Erdoğan da Bahçeli’yi yıkadı, yağladı ama bu konuyu ağzına bile almadı.

Buradan anladık ki Erdoğan, bu konunun kendisiyle konuşulmasını hiç istemiyor.

Onun için hala gazetecilik yapmaya çalışan bir muhabirin aynı soruyu Devlet Bahçeli’ye sorması, adamın sinir uçlarının tahriş olmasına yol açtı.

“Sinirlenen adam” ertesi gün bir video klip yayınladı.

Fonda “Çırpınırdın Karadeniz” çalıyor; güzel, içli bir türkü.

Fondaki türküye uygun, ağır hareketlerle Devlet Bahçeli boy gösteriyor.

Klip “Dün söylediğimiz gibi.

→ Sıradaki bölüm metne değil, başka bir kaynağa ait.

//! The cloud-monitoring scaler adapter.

use std::sync::Arc;

use tracing::{Instrument, debug};

use lagscale_core::{
    AggregatedMetric, MetricSpec, Scaler, ScalerError, ScalerFuture, ScalerResult, epoch_secs,
    metric_name_with_index, normalize_metric_name,
};

use crate::client::{MetricQuery, MonitorClient, minute_aligned_window, now_ms};
use crate::metadata::MonitorMetadata;

/// Scaler adapter over a windowed cloud-monitoring query.
///
/// Each poll issues one query covering the configured collection window
/// and reads the configured statistic from the first datapoint. The
/// client holds no connection, so `close` is a no-op.
pub struct CloudMonitorScaler {
    metadata: MonitorMetadata,
    client: Arc<dyn MonitorClient>,
    span: tracing::Span,
}

impl CloudMonitorScaler {
    pub fn new(metadata: MonitorMetadata, client: Arc<dyn MonitorClient>) -> Self {
        let span = tracing::info_span!(
            "cloud_monitor_scaler",
            namespace = %metadata.namespace,
            metric = %metadata.metric_name,
            scaler_index = metadata.scaler_index,
        );
        Self {
            metadata,
            client,
            span,
        }
    }

    pub fn metadata(&self) -> &MonitorMetadata {
        &self.metadata
    }

    fn query(&self) -> MetricQuery {
        let (from_ms, to_ms) = minute_aligned_window(now_ms(), self.metadata.collection_secs);
        MetricQuery {
            namespace: self.metadata.namespace.clone(),
            metric_name: self.metadata.metric_name.clone(),
            dimension_name: self.metadata.dimension_name.clone(),
            dimension_value: self.metadata.dimension_value.clone(),
            from_ms,
            to_ms,
            period: self.metadata.period.clone(),
            statistic: self.metadata.statistic.clone(),
        }
    }

    /// Poll the backend and extract the configured statistic.
    async fn fetch_value(&self) -> ScalerResult<f64> {
        let query = self.query();
        let datapoints = self.client.query(&query).await?;

        let Some(point) = datapoints.first() else {
            return Err(ScalerError::MetricUnavailable(format!(
                "no datapoints for {} in the last {}s",
                self.metadata.metric_name, self.metadata.collection_secs
            )));
        };

        let Some(value) = point.statistics.get(&self.metadata.statistic).copied() else {
            return Err(ScalerError::MetricUnavailable(format!(
                "statistic {} missing from datapoint",
                self.metadata.statistic
            )));
        };

        if !value.is_finite() {
            return Err(ScalerError::MetricUnavailable(format!(
                "statistic {} is not a finite number: {value}",
                self.metadata.statistic
            )));
        }

        debug!(value, statistic = %self.metadata.statistic, "monitor statistic");
        Ok(value)
    }
}

impl Scaler for CloudMonitorScaler {
    fn is_active(&self) -> ScalerFuture<'_, bool> {
        Box::pin(
            async move {
                let value = self.fetch_value().await?;
                Ok(value > self.metadata.min_value)
            }
            .instrument(self.span.clone()),
        )
    }

    fn metrics(&self) -> ScalerFuture<'_, AggregatedMetric> {
        Box::pin(
            async move {
                let value = self.fetch_value().await?;
                Ok(AggregatedMetric {
                    name: self.metric_spec().name,
                    value: value as i64,
                    epoch: epoch_secs(),
                })
            }
            .instrument(self.span.clone()),
        )
    }

    fn metric_spec(&self) -> MetricSpec {
        let key = normalize_metric_name(&format!(
            "cloud-monitor-{}",
            self.metadata.metric_name
        ));
        MetricSpec {
            name: metric_name_with_index(self.metadata.scaler_index, &key),
            target: self.metadata.target_value as i64,
        }
    }

    fn close(&self) -> ScalerFuture<'_, ()> {
        Box::pin(async { Ok(()) })
    }
}
//! Trigger definition files.
//!
//! A trigger file is the TOML rendition of what the control loop would
//! resolve from its own trigger objects:
//!
//! ```toml
//! [trigger]
//! type = "eventstream"
//! index = 0
//! identity = "none"
//!
//! [trigger.metadata]
//! consumerGroup = "billing"
//!
//! [trigger.auth]
//! connection = "amqp://stream-broker/orders"
//! storageConnection = "blob://checkpoints"
//!
//! [trigger.env]
//! STREAM_CONN = "amqp://from-env"
//! ```

use std::collections::HashMap;
use std::path::Path;

use anyhow::Context;
use serde::Deserialize;

use lagscale_core::{IdentityProvider, ScalerConfig};

#[derive(Debug, Deserialize)]
struct TriggerFile {
    trigger: TriggerSection,
}

#[derive(Debug, Deserialize)]
struct TriggerSection {
    #[serde(rename = "type")]
    trigger_type: String,
    #[serde(default)]
    index: usize,
    #[serde(default)]
    identity: IdentityProvider,
    #[serde(default)]
    metadata: HashMap<String, String>,
    #[serde(default)]
    auth: HashMap<String, String>,
    #[serde(default)]
    env: HashMap<String, String>,
}

/// Load a trigger file into the config shape adapters are built from.
pub fn load(path: &Path) -> anyhow::Result<ScalerConfig> {
    let content = std::fs::read_to_string(path)
        .with_context(|| format!("cannot read trigger file {}", path.display()))?;
    let file: TriggerFile = toml::from_str(&content)
        .with_context(|| format!("malformed trigger file {}", path.display()))?;

    Ok(ScalerConfig {
        trigger_type: file.trigger.trigger_type,
        trigger_metadata: file.trigger.metadata,
        resolved_env: file.trigger.env,
        auth_params: file.trigger.auth,
        identity_provider: file.trigger.identity,
        scaler_index: file.trigger.index,
    })
}

#[cfg(test)]
mod tests {
    use super::*;
    use std::io::Write;

    #[test]
    fn full_trigger_file_parses() {
        let mut file = tempfile::NamedTempFile::new().unwrap();
        write!(
            file,
            r#"
[trigger]
type = "eventstream"
index = 2
identity = "workload"

[trigger.metadata]
consumerGroup = "billing"
streamNamespace = "prod-events"
streamName = "orders"

[trigger.auth]
storageConnection = "blob://checkpoints"

[trigger.env]
STREAM_CONN = "amqp://from-env"
"#
        )
        .unwrap();

        let config = load(file.path()).unwrap();
        assert_eq!(config.trigger_type, "eventstream");
        assert_eq!(config.scaler_index, 2);
        assert_eq!(config.identity_provider, IdentityProvider::Workload);
        assert_eq!(config.metadata("consumerGroup"), Some("billing"));
        assert_eq!(config.resolve_secret("storageConnection"), Some("blob://checkpoints"));
        assert_eq!(config.resolved_env["STREAM_CONN"], "amqp://from-env");
    }

    #[test]
    fn sections_other_than_type_are_optional() {
        let mut file = tempfile::NamedTempFile::new().unwrap();
        write!(file, "[trigger]\ntype = \"cloud-monitor\"\n").unwrap();

        let config = load(file.path()).unwrap();
        assert_eq!(config.trigger_type, "cloud-monitor");
        assert_eq!(config.scaler_index, 0);
        assert_eq!(config.identity_provider, IdentityProvider::None);
        assert!(config.trigger_metadata.is_empty());
    }

    #[test]
    fn missing_type_is_an_error() {
        let mut file = tempfile::NamedTempFile::new().unwrap();
        write!(file, "[trigger]\nindex = 1\n").unwrap();
        assert!(load(file.path()).is_err());
    }
}
//! Fixture-file-backed backends for offline polls and tests.
//!
//! A snapshot file is a JSON document describing the upstream state one
//! poll would observe:
//!
//! ```json
//! {
//!   "partitions": [
//!     { "partition_id": "0", "beginning_sequence": 0,
//!       "last_sequence": 10, "last_enqueued_offset": "2048" }
//!   ],
//!   "checkpoints": {
//!     "0": { "offset": "1024", "sequence_number": 4 }
//!   },
//!   "datapoints": [
//!     { "statistics": { "average": 42.5 } }
//!   ]
//! }
//! ```
//!
//! All sections are optional; an adapter only reads the section its
//! backend serves.

use std::collections::HashMap;
use std::path::Path;
use std::sync::Arc;

use serde::{Deserialize, Serialize};

use lagscale_core::{ScalerError, ScalerResult};
use lagscale_eventstream::memory::{MemoryCheckpointStore, StaticStreamBackend};
use lagscale_eventstream::{Checkpoint, CheckpointStore, EventStreamMetadata, PartitionState, StreamBackend};
use lagscale_monitor::memory::StaticMonitorClient;
use lagscale_monitor::{Datapoint, MonitorClient, MonitorMetadata};

use crate::BackendFactory;

/// One snapshot of upstream state.
#[derive(Debug, Clone, Default, Serialize, Deserialize)]
pub struct FixtureSnapshot {
    #[serde(default)]
    pub partitions: Vec<PartitionState>,
    #[serde(default)]
    pub checkpoints: HashMap<String, Checkpoint>,
    #[serde(default)]
    pub datapoints: Vec<Datapoint>,
}

impl FixtureSnapshot {
    /// Load a snapshot from a JSON file.
    pub fn from_file(path: &Path) -> ScalerResult<Self> {
        let content = std::fs::read_to_string(path).map_err(|e| {
            ScalerError::InvalidConfiguration(format!(
                "cannot read fixture {}: {e}",
                path.display()
            ))
        })?;
        serde_json::from_str(&content).map_err(|e| {
            ScalerError::InvalidConfiguration(format!(
                "malformed fixture {}: {e}",
                path.display()
            ))
        })
    }
}

/// [`BackendFactory`] over a fixture snapshot.
#[derive(Debug, Clone, Default)]
pub struct FixtureBackends {
    snapshot: FixtureSnapshot,
}

impl FixtureBackends {
    pub fn new(snapshot: FixtureSnapshot) -> Self {
        Self { snapshot }
    }

    pub fn from_file(path: &Path) -> ScalerResult<Self> {
        Ok(Self::new(FixtureSnapshot::from_file(path)?))
    }
}

impl BackendFactory for FixtureBackends {
    fn stream_backends(
        &self,
        _metadata: &EventStreamMetadata,
    ) -> ScalerResult<(Arc<dyn StreamBackend>, Arc<dyn CheckpointStore>)> {
        let stream = StaticStreamBackend::new(self.snapshot.partitions.clone());
        let checkpoints = MemoryCheckpointStore::new(self.snapshot.checkpoints.clone());
        Ok((Arc::new(stream), Arc::new(checkpoints)))
    }

    fn monitor_client(&self, _metadata: &MonitorMetadata) -> ScalerResult<Arc<dyn MonitorClient>> {
        Ok(Arc::new(StaticMonitorClient::new(
            self.snapshot.datapoints.clone(),
        )))
    }
}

Bugün de…” yazısıyla açılıyor.

Ardından saz Çırpınırdın Karadeniz’in ilk notalarını basarken, dış ses konuşuyor. Anlamayan olabilir diye aynı sözleri görüntünün üzerine yazıyla bindirmişler:

“Bazen çok şey söyleseniz de kalabalıkta kaybolur…”

“Yalnız kalırsınız bazen…”

Hemen altında diğer harflere göre oldukça küçük puntoyla “en yakınınız” yazılı.

Bahçeli, terk edilmiş bir âşık gibi tek başına. Oturuyor, gözleri bir bilinmeze dalmış.

Sonraki planda “en yakınınız” yazısı büyümüş, “En yakınınız bile anlamaz sizi” kulağımızda çınlıyor, gözümüze sokuluyor.

MHP'nin X hesabında yayımlanan videodan alınmıştır

Ardından gelen planda parmaklarıyla malum işareti yapan Bahçeli görüntüsünün üzerinde şunlar yazılı:

“Ülkücülük, ülken için dünyayı karşına almaktır bazen.”

“Hayırlarınız, evetleriniz karışır kalabalığın gürültüsünde.”

“İşte o zaman bilge bir akıl, mangal gibi bir yürek ve tek başına direnme gücü önem kazanır.”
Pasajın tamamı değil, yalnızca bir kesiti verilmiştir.